日本学術会議・原子力総合シンポが開催、参加者と幅広く討論

2019年12月3日

 「原子力総合シンポジウム2019」が12月2日、日本学術会議(東京都港区)で開催された(=写真、同会議主催、関連48学協会共催・協賛・後援)。今回は、「社会のニーズと調和する原子力技術の開発・利用」をテーマに、3つの基調講演の後、会場参加者との質疑応答を中心に総合討論を行った。
 総合討論は、野口和彦氏(横浜国立大学大学院環境情報研究院教授)の進行のもと、パネリストとして、粟津邦男氏(大阪大学工学系研究科教授)、上坂充氏(東京大学大学院工学系研究科教授)、岡嶋成晃氏(日本原子力学会会長)、開沼博氏(立命館大学衣笠総合研究機構准教授)、松岡猛氏(宇都宮大学基盤教育センター非常勤講師)、山口彰氏(東京大学大学院工学系研究科教授)が登壇。
 討論に際し、原子力利用の原点として、原子力基本法が目的とする(1)将来におけるエネルギー資源確保、(2)学術の進歩と産業の振興、(3)人類社会の福祉、(4)国民生活の水準向上――や、原子炉等規制法が目的とする「原子力利用に伴う災害の防止」などが論点として提示された。
 これに対し、会場参加者から「資源・エネルギーは50年、100年、1,000年先を見据えた議論をすべき」との意見があったのに対し、総合資源エネルギー調査会の委員を務めている山口氏は、原子力の議論に関し、「政策的視点や社会による意思決定も関係する」と、リードタイムに関わる制約をあげる一方、「技術基盤は将来にわたって着実に維持していかねばならない」とも述べた。
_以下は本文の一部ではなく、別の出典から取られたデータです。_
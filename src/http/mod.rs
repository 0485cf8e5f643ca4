//! HTTP protocol handling subsystem.
//!
//! # Data Flow
//! ```text
//! TCP connection (loopback)
//!     → server.rs (Axum setup, forwarding engine)
//!     → request.rs (request ID, protocol validation)
//!     → [director rewrites to the fixed upstream]
//!     → [pool slot borrowed; upstream client sends]
//!     → response.rs (hop-by-hop stripping, error mapping)
//!     → streamed back to the client
//! ```

pub mod request;
pub mod response;
pub mod server;

pub use request::{UuidRequestId, X_REQUEST_ID};
pub use server::HttpServer;
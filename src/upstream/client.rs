//! Outbound HTTP client.
//!
//! # Responsibilities
//! - Own the single client used for all upstream traffic
//! - Configure dial timeout, TCP keep-alive, and idle recycling
//! - Negotiate HTTP/2 opportunistically via ALPN
//! - Classify transport failures (dial timeout vs transport error)
//!
//! # Design Decisions
//! - Exactly one forwarding attempt per request; a failure after a pooled
//!   connection was reused is surfaced, not silently retried
//! - Connections negotiated as HTTP/2 carry requests as independent
//!   streams; HTTP/1.1 connections return to the idle set until the idle
//!   timeout lapses

use std::time::Duration;

use axum::body::Body;
use axum::http::{Request, Response, Version};
use hyper::body::Incoming;
use hyper_rustls::HttpsConnector;
use hyper_util::client::legacy::connect::HttpConnector;
use hyper_util::client::legacy::Client;
use hyper_util::rt::TokioExecutor;

use crate::config::TimeoutConfig;
use crate::error::{ProxyError, Result};

/// Protocol negotiated for an outbound connection.
///
/// Tagged at connection establishment via ALPN; observed per response.
#[derive(Debug, Clone, Copy, PartialEq, Eq)]
pub enum UpstreamProtocol {
    /// One request per connection at a time.
    Http1,
    /// Multiplexed; many concurrent streams share one socket.
    Http2,
}

impl UpstreamProtocol {
    /// Tag from the HTTP version the response arrived on.
    pub fn from_version(version: Version) -> Self {
        if version == Version::HTTP_2 {
            UpstreamProtocol::Http2
        } else {
            UpstreamProtocol::Http1
        }
    }

    /// Whether requests share the underlying socket as independent streams.
    pub fn is_multiplexed(&self) -> bool {
        matches!(self, UpstreamProtocol::Http2)
    }
}

impl std::fmt::Display for UpstreamProtocol {
    fn fmt(&self, f: &mut std::fmt::Formatter<'_>) -> std::fmt::Result {
        match self {
            UpstreamProtocol::Http1 => write!(f, "http/1.1"),
            UpstreamProtocol::Http2 => write!(f, "h2"),
        }
    }
}

/// The shared outbound client.
///
/// Wraps a pooled hyper client: idle HTTP/1.1 connections are reused until
/// the idle timeout lapses, and a live HTTP/2 session carries all
/// concurrent requests as streams instead of new sockets.
pub struct UpstreamClient {
    client: Client<HttpsConnector<HttpConnector>, Body>,
    dial_timeout: Duration,
}

impl UpstreamClient {
    /// Build the client from timeout configuration.
    pub fn new(timeouts: &TimeoutConfig) -> Self {
        let dial_timeout = Duration::from_secs(timeouts.dial_secs);

        let mut connector = HttpConnector::new();
        connector.set_connect_timeout(Some(dial_timeout));
        connector.set_keepalive(Some(Duration::from_secs(timeouts.keep_alive_secs)));
        connector.enforce_http(false);

        let https = hyper_rustls::HttpsConnectorBuilder::new()
            .with_webpki_roots()
            .https_or_http()
            .enable_http1()
            .enable_http2()
            .wrap_connector(connector);

        let client = Client::builder(TokioExecutor::new())
            .pool_idle_timeout(Duration::from_secs(timeouts.pool_idle_secs))
            .build(https);

        Self {
            client,
            dial_timeout,
        }
    }

    /// Send one request upstream. Exactly one attempt; no retry on another
    /// connection.
    pub async fn send(&self, request: Request<Body>) -> Result<Response<Incoming>> {
        self.client
            .request(request)
            .await
            .map_err(|e| ProxyError::from_client(e, self.dial_timeout))
    }
}
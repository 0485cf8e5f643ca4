//! Request director.
//!
//! # Responsibilities
//! - Rewrite every inbound request to the fixed upstream target
//! - Replace URI scheme, authority, and the Host header
//! - Leave every other request field untouched
//!
//! # Design Decisions
//! - The target is resolved and validated once at startup
//! - The rewrite is a pure transformation and never fails at request time

use axum::body::Body;
use axum::http::uri::{Authority, PathAndQuery, Scheme};
use axum::http::{header, HeaderValue, Request, Uri};

use crate::error::{ProxyError, Result};

/// The fixed upstream endpoint every request is redirected to.
///
/// Immutable for the process lifetime; shared read-only by every request.
#[derive(Debug, Clone)]
pub struct UpstreamTarget {
    scheme: Scheme,
    authority: Authority,
    host_value: HeaderValue,
}

impl UpstreamTarget {
    /// Build the production target: always HTTPS.
    pub fn new(host: &str) -> Result<Self> {
        Self::with_scheme(Scheme::HTTPS, host)
    }

    /// Build a target with an explicit scheme. `new` is the production
    /// path; plain HTTP exists for integration tests against local mock
    /// upstreams.
    pub fn with_scheme(scheme: Scheme, host: &str) -> Result<Self> {
        let authority: Authority = host
            .parse()
            .map_err(|e| ProxyError::Config(format!("invalid server host {:?}: {}", host, e)))?;
        let host_value = HeaderValue::from_str(authority.as_str())
            .map_err(|e| ProxyError::Config(format!("invalid server host {:?}: {}", host, e)))?;

        Ok(Self {
            scheme,
            authority,
            host_value,
        })
    }

    /// The authority requests are redirected to.
    pub fn host(&self) -> &str {
        self.authority.as_str()
    }

    /// Redirect a request to this target.
    ///
    /// Rewrites the URI scheme and authority and replaces the Host header
    /// with the effective upstream Host value. No other field changes.
    pub fn direct(&self, request: Request<Body>) -> Request<Body> {
        let (mut parts, body) = request.into_parts();

        let original = parts.uri.clone();
        let mut uri_parts = parts.uri.into_parts();
        uri_parts.scheme = Some(self.scheme.clone());
        uri_parts.authority = Some(self.authority.clone());
        if uri_parts.path_and_query.is_none() {
            uri_parts.path_and_query = Some(PathAndQuery::from_static("/"));
        }
        parts.uri = Uri::from_parts(uri_parts).unwrap_or(original);

        parts.headers.insert(header::HOST, self.host_value.clone());

        Request::from_parts(parts, body)
    }
}
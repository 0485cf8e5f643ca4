//! Lifecycle management subsystem.
//!
//! # Data Flow
//! ```text
//! Startup:
//!     Init logging → parse flags → suppress interrupt → raise fd limit
//!         → validate config → bind listener → serve
//!
//! Shutdown:
//!     External supervisor signal only; the interactive interrupt is
//!     suppressed and steady-state per-request errors never terminate
//! ```
//!
//! # Design Decisions
//! - Fail fast: any startup error (bad config, bind failure) is fatal
//! - The fd limit is raised before any socket is opened
//! - No graceful-shutdown machinery: the supervisor owns process lifetime

pub mod rlimit;
pub mod signals;
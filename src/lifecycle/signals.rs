//! OS signal handling.
//!
//! # Responsibilities
//! - Suppress the interactive interrupt signal (SIGINT / ctrl-c)
//!
//! # Design Decisions
//! - Uses Tokio's signal handling (async-safe)
//! - The process never terminates on interrupt; an external supervisor
//!   owns the lifecycle and stops it with a non-interactive signal
//! - No other signals are intercepted

/// Install a no-op handler for the interrupt signal.
///
/// Spawns a task that consumes interrupt notifications for the process
/// lifetime so the user's terminal cannot kill the proxy out from under
/// the client it serves.
pub fn suppress_interrupt() {
    tokio::spawn(async {
        loop {
            if let Err(err) = tokio::signal::ctrl_c().await {
                tracing::warn!(error = %err, "failed to listen for interrupt signal");
                return;
            }
            tracing::debug!("interrupt ignored; supervisor controls shutdown");
        }
    });
}
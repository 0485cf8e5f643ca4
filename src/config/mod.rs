//! Configuration management subsystem.
//!
//! # Data Flow
//! ```text
//! defaults (schema.rs)
//!     → CLI flags overlay the listen port and upstream host
//!     → validation.rs (semantic checks)
//!     → ProxyConfig (validated, immutable)
//!     → shared via Arc to all subsystems
//! ```
//!
//! # Design Decisions
//! - Config is immutable once the listener is bound; no reload path
//! - All fields have defaults so the flag surface stays minimal
//! - Validation separates syntactic (serde/clap) from semantic checks

pub mod schema;
pub mod validation;

pub use schema::ListenerConfig;
pub use schema::ProxyConfig;
pub use schema::TimeoutConfig;
pub use schema::UpstreamConfig;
また、「持続可能な社会を実現するための原子力技術」との基調講演を行った粟津氏は、「例えば、2050年の生活者の視点に立って2020年の時点で何をすべきか。逆に30年前の1990年頃の考え方が今うまくいっているのか」を考察する「フューチャー・デザイン」と呼ばれる政策立案手法を紹介。さらに、将来的な人類社会への福祉の関連で、岡嶋氏は、国連の掲げる「持続可能な開発目標」(SDGs)をあげ、原子力科学技術がエネルギーの確保や気候変動問題の解決だけでなく、貧困撲滅や産業の技術革新に問題にも貢献する可能性を強調した。
 日本の原子力・エネルギー問題の関連では、会場参加者より、「原子力には、都会の人たちが受益者で、立地地域がリスクを背負っている特殊性がある」、「エネルギー需要そのものの妥当性も検証すべき」といった声があった。これに対し、地域との対話活動に取り組む開沼氏は、「リスクを背負っているだけでなく、世界最先端の技術が生まれていることがもっと発信されるべき」と、エネルギー生産地に対する理解を切望。福島第一原子力発電所事故の教訓について講演を行った松岡氏は、東日本大震災時に行われた計画停電に伴う需要抑制について、「のど元を過ぎる前に」と、遠からず検証しておく必要性を指摘した。
 また、同シンポジウムの成果について「若い人たちに継承していく努力が必要」との意見があったのに対し、上坂氏は10月に敦賀市で開催された将来の研究炉に関するシンポジウムでの大学生との討論を、開沼氏は8月に富岡町で開催された「福島第一廃炉国際フォーラム」の高校生セッションの経験をあげ、それぞれ若手を交えた議論の重要性を強調した。